Comment le Groupe Novelty-Magnum-Dushow repense son activité

Fondé à partir de la fin des années 80 par une succession de croissances externes, le groupe Novelty-Magnum-Dushow est spécialisé dans les prestations techniques (son, éclairage, vidéo, distribution électrique et structures) pour l'événementiel (défilés, expositions, assemblées générales, conventions, concerts...). Des opérations éphémères qui réunissent de 10 à plusieurs centaines de milliers de personnes.

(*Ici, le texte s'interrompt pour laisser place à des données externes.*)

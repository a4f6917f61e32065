//! Startup replay of the backup log into the primary database.

use std::collections::HashSet;

use rusqlite::Connection;
use serde::Serialize;

use folio_core::errors::FolioResult;
use folio_core::models::{Version, VersionId};

use super::backup_log::{BackupEntry, LogContents};
use crate::compression::PayloadCodec;
use crate::queries::version_ops;
use crate::to_storage_err;

/// What replay found and repaired.
#[derive(Debug, Clone, Default, PartialEq, Eq, Serialize)]
pub struct ReplayReport {
    pub records_read: usize,
    pub torn_lines: usize,
    pub aborted_batches: usize,
    /// Logged versions that were missing from the database and re-inserted.
    pub versions_restored: usize,
    /// Logged removals that still had rows to delete.
    pub versions_removed: usize,
}

impl ReplayReport {
    pub fn repaired_anything(&self) -> bool {
        self.versions_restored > 0 || self.versions_removed > 0
    }
}

/// Apply the log in order inside one transaction.
///
/// Added versions missing from the database are inserted with their logged
/// id unless a later batch removes them, removals are re-applied, and every
/// item's counter is advanced past every logged id. Batches marked aborted
/// are skipped. Ids are never reused, so a logged removal is final and a
/// clean log replays without touching any row.
pub fn replay(
    conn: &Connection,
    contents: &LogContents,
    codec: &PayloadCodec,
) -> FolioResult<ReplayReport> {
    let aborted: HashSet<u64> = contents
        .records
        .iter()
        .filter(|r| matches!(r.entry, BackupEntry::Aborted))
        .map(|r| r.batch)
        .collect();

    let removed: HashSet<(&str, VersionId)> = contents
        .records
        .iter()
        .filter(|r| !aborted.contains(&r.batch))
        .filter_map(|r| match &r.entry {
            BackupEntry::Removed {
                content_id,
                version_ids,
                ..
            } => Some(version_ids.iter().map(move |v| (content_id.as_str(), *v))),
            _ => None,
        })
        .flatten()
        .collect();

    let mut report = ReplayReport {
        records_read: contents.records.len(),
        torn_lines: contents.torn_lines,
        aborted_batches: aborted.len(),
        ..Default::default()
    };

    let tx = conn
        .unchecked_transaction()
        .map_err(|e| to_storage_err(format!("replay begin: {e}")))?;

    for record in &contents.records {
        if aborted.contains(&record.batch) {
            continue;
        }
        match &record.entry {
            BackupEntry::Added {
                content_id,
                version_id,
                payload,
                stage_tag,
                quality_score,
                created_at,
            } => {
                version_ops::advance_counter(&tx, content_id, version_id + 1)?;
                if removed.contains(&(content_id.as_str(), *version_id)) {
                    continue;
                }
                if !version_ops::version_exists(&tx, content_id, *version_id)? {
                    let version = Version::new(
                        content_id.as_str(),
                        *version_id,
                        payload.as_str(),
                        *stage_tag,
                        *quality_score,
                        *created_at,
                    );
                    version_ops::insert_version(&tx, &version, &codec.encode(payload))?;
                    report.versions_restored += 1;
                }
            }
            BackupEntry::Removed {
                content_id,
                version_ids,
                ..
            } => {
                report.versions_removed +=
                    version_ops::delete_versions(&tx, content_id, version_ids)?;
            }
            BackupEntry::Counter {
                content_id,
                next_version,
            } => {
                version_ops::advance_counter(&tx, content_id, *next_version)?;
            }
            BackupEntry::Aborted => {}
        }
    }

    tx.commit()
        .map_err(|e| to_storage_err(format!("replay commit: {e}")))?;
    Ok(report)
}
use serde::{Deserialize, Serialize};

use super::defaults;

/// Embedding subsystem configuration.
#[derive(Debug, Clone, Serialize, Deserialize)]
#[serde(default)]
pub struct EmbeddingConfig {
    /// Embedding provider. Only "hashing" ships in-tree; others are injected.
    pub provider: String,
    /// Embedding dimensions. Fixed for the lifetime of an index.
    pub dimensions: usize,
    /// L1 in-memory cache max entries.
    pub l1_cache_size: u64,
}

impl Default for EmbeddingConfig {
    fn default() -> Self {
        Self {
            provider: defaults::DEFAULT_EMBEDDING_PROVIDER.to_string(),
            dimensions: defaults::DEFAULT_EMBEDDING_DIMENSIONS,
            l1_cache_size: defaults::DEFAULT_L1_CACHE_SIZE,
        }
    }
}
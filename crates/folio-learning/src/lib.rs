//! # folio-learning
//!
//! The adaptive ranking policy. Candidates are scored as a weighted sum of
//! three normalized signals (similarity, recency, quality); an exploration
//! policy occasionally perturbs the order; reward feedback nudges the weight
//! of whichever signal best separated the rewarded result from the rest.

pub mod exploration;
pub mod features;
pub mod feedback;
pub mod ranker;
pub mod update;

pub use exploration::{ExplorationPolicy, NoExploration, SeededExploration};
pub use features::{RankCandidate, RankedCandidate, SignalVector};
pub use feedback::RankFeedback;
pub use ranker::{RankOutcome, RlRanker};
pub use update::{apply_update, UpdateParams};
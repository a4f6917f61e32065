//! PRAGMA configuration applied to every SQLite connection.
//!
//! WAL mode, NORMAL sync, 64MB cache, configurable busy_timeout,
//! foreign_keys ON (embedding rows cascade with their version).

use rusqlite::Connection;

use folio_core::errors::FolioResult;

use crate::to_storage_err;

/// Apply performance and safety pragmas to the write connection.
pub fn apply_pragmas(conn: &Connection, busy_timeout_ms: u32) -> FolioResult<()> {
    conn.execute_batch(&format!(
        "
        PRAGMA journal_mode = WAL;
        PRAGMA synchronous = NORMAL;
        PRAGMA cache_size = -64000;
        PRAGMA busy_timeout = {busy_timeout_ms};
        PRAGMA foreign_keys = ON;
        PRAGMA temp_store = MEMORY;
        "
    ))
    .map_err(|e| to_storage_err(e.to_string()))?;
    Ok(())
}

/// Apply read-only pragmas to a read connection.
pub fn apply_read_pragmas(conn: &Connection, busy_timeout_ms: u32) -> FolioResult<()> {
    conn.execute_batch(&format!(
        "
        PRAGMA query_only = ON;
        PRAGMA cache_size = -64000;
        PRAGMA busy_timeout = {busy_timeout_ms};
        PRAGMA temp_store = MEMORY;
        "
    ))
    .map_err(|e| to_storage_err(e.to_string()))?;
    Ok(())
}

/// Verify that WAL mode is active on a connection.
pub fn verify_wal_mode(conn: &Connection) -> FolioResult<bool> {
    let mode: String = conn
        .pragma_query_value(None, "journal_mode", |row| row.get(0))
        .map_err(|e| to_storage_err(e.to_string()))?;
    Ok(mode.eq_ignore_ascii_case("wal"))
}
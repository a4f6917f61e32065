use std::fmt;
use std::str::FromStr;

use serde::{Deserialize, Serialize};

use crate::errors::FolioError;

/// Pipeline stage that produced a version.
#[derive(Debug, Clone, Copy, PartialEq, Eq, Hash, Serialize, Deserialize)]
#[serde(rename_all = "lowercase")]
pub enum StageTag {
    Scraped,
    Written,
    Reviewed,
    Edited,
    Final,
}

impl StageTag {
    pub const ALL: [StageTag; 5] = [
        StageTag::Scraped,
        StageTag::Written,
        StageTag::Reviewed,
        StageTag::Edited,
        StageTag::Final,
    ];

    pub fn as_str(self) -> &'static str {
        match self {
            StageTag::Scraped => "scraped",
            StageTag::Written => "written",
            StageTag::Reviewed => "reviewed",
            StageTag::Edited => "edited",
            StageTag::Final => "final",
        }
    }
}

impl fmt::Display for StageTag {
    fn fmt(&self, f: &mut fmt::Formatter<'_>) -> fmt::Result {
        f.write_str(self.as_str())
    }
}

impl FromStr for StageTag {
    type Err = FolioError;

    fn from_str(s: &str) -> Result<Self, Self::Err> {
        StageTag::ALL
            .into_iter()
            .find(|tag| tag.as_str().eq_ignore_ascii_case(s.trim()))
            .ok_or_else(|| FolioError::ValidationError(format!("unknown stage tag: {s}")))
    }
}
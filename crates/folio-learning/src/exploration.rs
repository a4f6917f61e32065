//! Exploration policies: when to deviate from the greedy order, and by how much.

use fastrand::Rng;

/// Source of exploration decisions. Injected into the ranker so runs with a
/// fixed seed are reproducible.
pub trait ExplorationPolicy: Send {
    /// Whether this ranking call explores, given the current rate ε.
    fn should_explore(&mut self, rate: f64) -> bool;

    /// Uniform noise in `[-amplitude, amplitude]`.
    fn noise(&mut self, amplitude: f64) -> f64;
}

/// ε-greedy exploration driven by a seedable PRNG.
pub struct SeededExploration {
    rng: Rng,
}

impl SeededExploration {
    /// `None` seeds from system entropy.
    pub fn new(seed: Option<u64>) -> Self {
        let rng = match seed {
            Some(seed) => Rng::with_seed(seed),
            None => Rng::new(),
        };
        Self { rng }
    }
}

impl ExplorationPolicy for SeededExploration {
    fn should_explore(&mut self, rate: f64) -> bool {
        rate > 0.0 && self.rng.f64() < rate
    }

    fn noise(&mut self, amplitude: f64) -> f64 {
        (self.rng.f64() * 2.0 - 1.0) * amplitude
    }
}

/// Never explores.
pub struct NoExploration;

impl ExplorationPolicy for NoExploration {
    fn should_explore(&mut self, _rate: f64) -> bool {
        false
    }

    fn noise(&mut self, _amplitude: f64) -> f64 {
        0.0
    }
}
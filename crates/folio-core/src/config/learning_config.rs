use serde::{Deserialize, Serialize};

use super::defaults;
use crate::models::PolicyWeights;

/// Ranking policy configuration.
#[derive(Debug, Clone, Serialize, Deserialize)]
#[serde(default)]
pub struct LearningConfig {
    /// Step size of each weight nudge.
    pub learning_rate: f64,
    /// Initial exploration rate (ε).
    pub exploration_rate: f64,
    /// ε never decays below this.
    pub exploration_floor: f64,
    /// Multiplicative ε decay applied on every update.
    pub exploration_decay: f64,
    /// Half-width of the uniform noise added to scores when exploring.
    pub exploration_noise: f64,
    /// Per-update decay of historical reward influence.
    pub reward_decay: f64,
    /// Starting weights, and the baseline learned weights relax toward.
    pub initial_weights: PolicyWeights,
    /// Upper clip for every weight.
    pub max_weight: f64,
    /// Age at which the recency signal halves.
    pub recency_half_life_hours: f64,
    /// Checkpoint the policy every N updates.
    pub checkpoint_interval: u64,
    /// Seed for the exploration RNG. `None` seeds from entropy.
    pub seed: Option<u64>,
}

impl Default for LearningConfig {
    fn default() -> Self {
        Self {
            learning_rate: defaults::DEFAULT_LEARNING_RATE,
            exploration_rate: defaults::DEFAULT_EXPLORATION_RATE,
            exploration_floor: defaults::DEFAULT_EXPLORATION_FLOOR,
            exploration_decay: defaults::DEFAULT_EXPLORATION_DECAY,
            exploration_noise: defaults::DEFAULT_EXPLORATION_NOISE,
            reward_decay: defaults::DEFAULT_REWARD_DECAY,
            initial_weights: PolicyWeights::default(),
            max_weight: defaults::DEFAULT_MAX_WEIGHT,
            recency_half_life_hours: defaults::DEFAULT_RECENCY_HALF_LIFE_HOURS,
            checkpoint_interval: defaults::DEFAULT_CHECKPOINT_INTERVAL,
            seed: None,
        }
    }
}
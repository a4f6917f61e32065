//! Span definitions per operation: storage, search, feedback, embedding.

/// Create a storage span.
#[macro_export]
macro_rules! storage_span {
    ($operation:expr, $content_id:expr) => {
        tracing::info_span!("folio.storage", operation = %$operation, content_id = %$content_id)
    };
}

/// Create a search span.
#[macro_export]
macro_rules! search_span {
    ($k:expr, $threshold:expr) => {
        tracing::info_span!("folio.search", k = $k, threshold = $threshold)
    };
}

/// Create a feedback span.
#[macro_export]
macro_rules! feedback_span {
    ($query_id:expr) => {
        tracing::info_span!("folio.feedback", query_id = %$query_id)
    };
}

/// Create an embedding span.
#[macro_export]
macro_rules! embedding_span {
    ($provider:expr, $dimension:expr) => {
        tracing::info_span!("folio.embedding", provider = %$provider, dimension = $dimension)
    };
}

/// Span names as constants for programmatic use.
pub mod names {
    pub const STORAGE: &str = "folio.storage";
    pub const SEARCH: &str = "folio.search";
    pub const FEEDBACK: &str = "folio.feedback";
    pub const EMBEDDING: &str = "folio.embedding";
}
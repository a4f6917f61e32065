//! # folio-embeddings
//!
//! Turns version payloads and query text into fixed-length vectors and
//! answers nearest-neighbour queries over them.
//!
//! - [`providers`]: deterministic feature-hashing provider
//! - [`cache`]: moka-backed L1 cache keyed by blake3 of the input text
//! - [`EmbeddingEngine`]: provider + cache + dimension validation
//! - [`FlatIndex`]: exact cosine index behind an `RwLock`

pub mod cache;
pub mod dimensions;
pub mod engine;
pub mod index;
pub mod providers;

pub use engine::EmbeddingEngine;
pub use index::FlatIndex;
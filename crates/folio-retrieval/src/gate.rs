//! Admission control for blocking work: at most `max_concurrent` operations
//! run, at most `max_queued` wait, and everything beyond that is refused.

use std::sync::atomic::{AtomicUsize, Ordering};
use std::sync::Arc;

use tokio::sync::{OwnedSemaphorePermit, Semaphore};

use folio_core::config::RuntimeConfig;
use folio_core::errors::{FolioError, FolioResult};

pub struct TaskGate {
    permits: Arc<Semaphore>,
    waiting: AtomicUsize,
    max_queued: usize,
}

impl TaskGate {
    pub fn new(max_concurrent: usize, max_queued: usize) -> Self {
        Self {
            permits: Arc::new(Semaphore::new(max_concurrent.max(1))),
            waiting: AtomicUsize::new(0),
            max_queued,
        }
    }

    pub fn from_config(config: &RuntimeConfig) -> Self {
        Self::new(config.max_concurrent_tasks, config.max_queued_tasks)
    }

    /// Take a slot, waiting in the queue if needed.
    ///
    /// Fails with `CapacityExceeded` when the queue is already full.
    pub async fn acquire(&self) -> FolioResult<OwnedSemaphorePermit> {
        if let Ok(permit) = Arc::clone(&self.permits).try_acquire_owned() {
            return Ok(permit);
        }

        let admitted = self
            .waiting
            .fetch_update(Ordering::AcqRel, Ordering::Acquire, |n| {
                (n < self.max_queued).then_some(n + 1)
            })
            .is_ok();
        if !admitted {
            return Err(FolioError::CapacityExceeded {
                limit: self.max_queued,
            });
        }

        // Leaves the queue even if this future is dropped while waiting.
        let _waiting = WaitingGuard(&self.waiting);
        Arc::clone(&self.permits)
            .acquire_owned()
            .await
            .map_err(|e| FolioError::transient("task gate", e.to_string()))
    }

    pub fn available(&self) -> usize {
        self.permits.available_permits()
    }

    pub fn waiting(&self) -> usize {
        self.waiting.load(Ordering::Acquire)
    }
}

struct WaitingGuard<'a>(&'a AtomicUsize);

impl Drop for WaitingGuard<'_> {
    fn drop(&mut self) {
        self.0.fetch_sub(1, Ordering::AcqRel);
    }
}

#[cfg(test)]
mod tests {
    use super::*;

    #[tokio::test]
    async fn full_queue_fails_fast() {
        let gate = Arc::new(TaskGate::new(1, 1));
        let held = gate.acquire().await.unwrap();

        let queued = {
            let gate = Arc::clone(&gate);
            tokio::spawn(async move { gate.acquire().await.map(drop) })
        };
        while gate.waiting() == 0 {
            tokio::task::yield_now().await;
        }

        let refused = gate.acquire().await;
        assert!(matches!(
            refused,
            Err(FolioError::CapacityExceeded { limit: 1 })
        ));

        drop(held);
        queued.await.unwrap().unwrap();
        assert_eq!(gate.waiting(), 0);
        assert_eq!(gate.available(), 1);
    }

    #[tokio::test]
    async fn cancelled_waiter_leaves_queue() {
        let gate = TaskGate::new(1, 1);
        let _held = gate.acquire().await.unwrap();
        let waited =
            tokio::time::timeout(std::time::Duration::from_millis(10), gate.acquire()).await;
        assert!(waited.is_err());
        assert_eq!(gate.waiting(), 0);
    }

    #[tokio::test]
    async fn zero_queue_refuses_when_busy() {
        let gate = TaskGate::new(1, 0);
        let _held = gate.acquire().await.unwrap();
        assert!(gate.acquire().await.is_err());
    }
}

Implanté en région parisienne (3 sites), en Province (Bordeaux, Nantes, Valence, Lyon, Marseille, Nice, Mandelieu) et à l'international (Monaco, Bruxelles, Londres, Barcelone, Marrakech, Dubaï et Dammam en Arabie Saoudite), il a réalisé au 31 mars 2020 un chiffre d'affaires de 211 millions d'euros pour 820 collaborateurs permanents, une force que le groupe souhaite préserver en dépit de la chute d'activité qui paralyse le secteur. "Cette crise du Covid-19 nous a donné du temps de réflexion, explique Jacques de la Guillonnière. Avec cette question : que proposer à nos clients quand on ne peut plus se rassembler ?" Pour le groupe francilien, cela s'est traduit par l'organisation de conventions virtuelles depuis des studios montés pour l'occasion afin de proposer "un endroit un peu dynamique, avec une jolie déco, de jolies lumières, et tous les moyens de communication qui vont bien, notamment en termes d'interactivité". Picard, par exemple, a opté pour ce dispositif qui reliait 18 de ses sites en France. "Nous avons parallèlement développer une nouvelle activité autour des studios virtuels", reprend le président. Celle-ci consiste à proposer via des écrans LED des décors virtuels où tourner des clips, séries ou films. Des murs LED auparavant "utilisés au quotidien" sur les marchés, conventions et autres salons, qui trouvent aujourd'hui une nouvelle vie.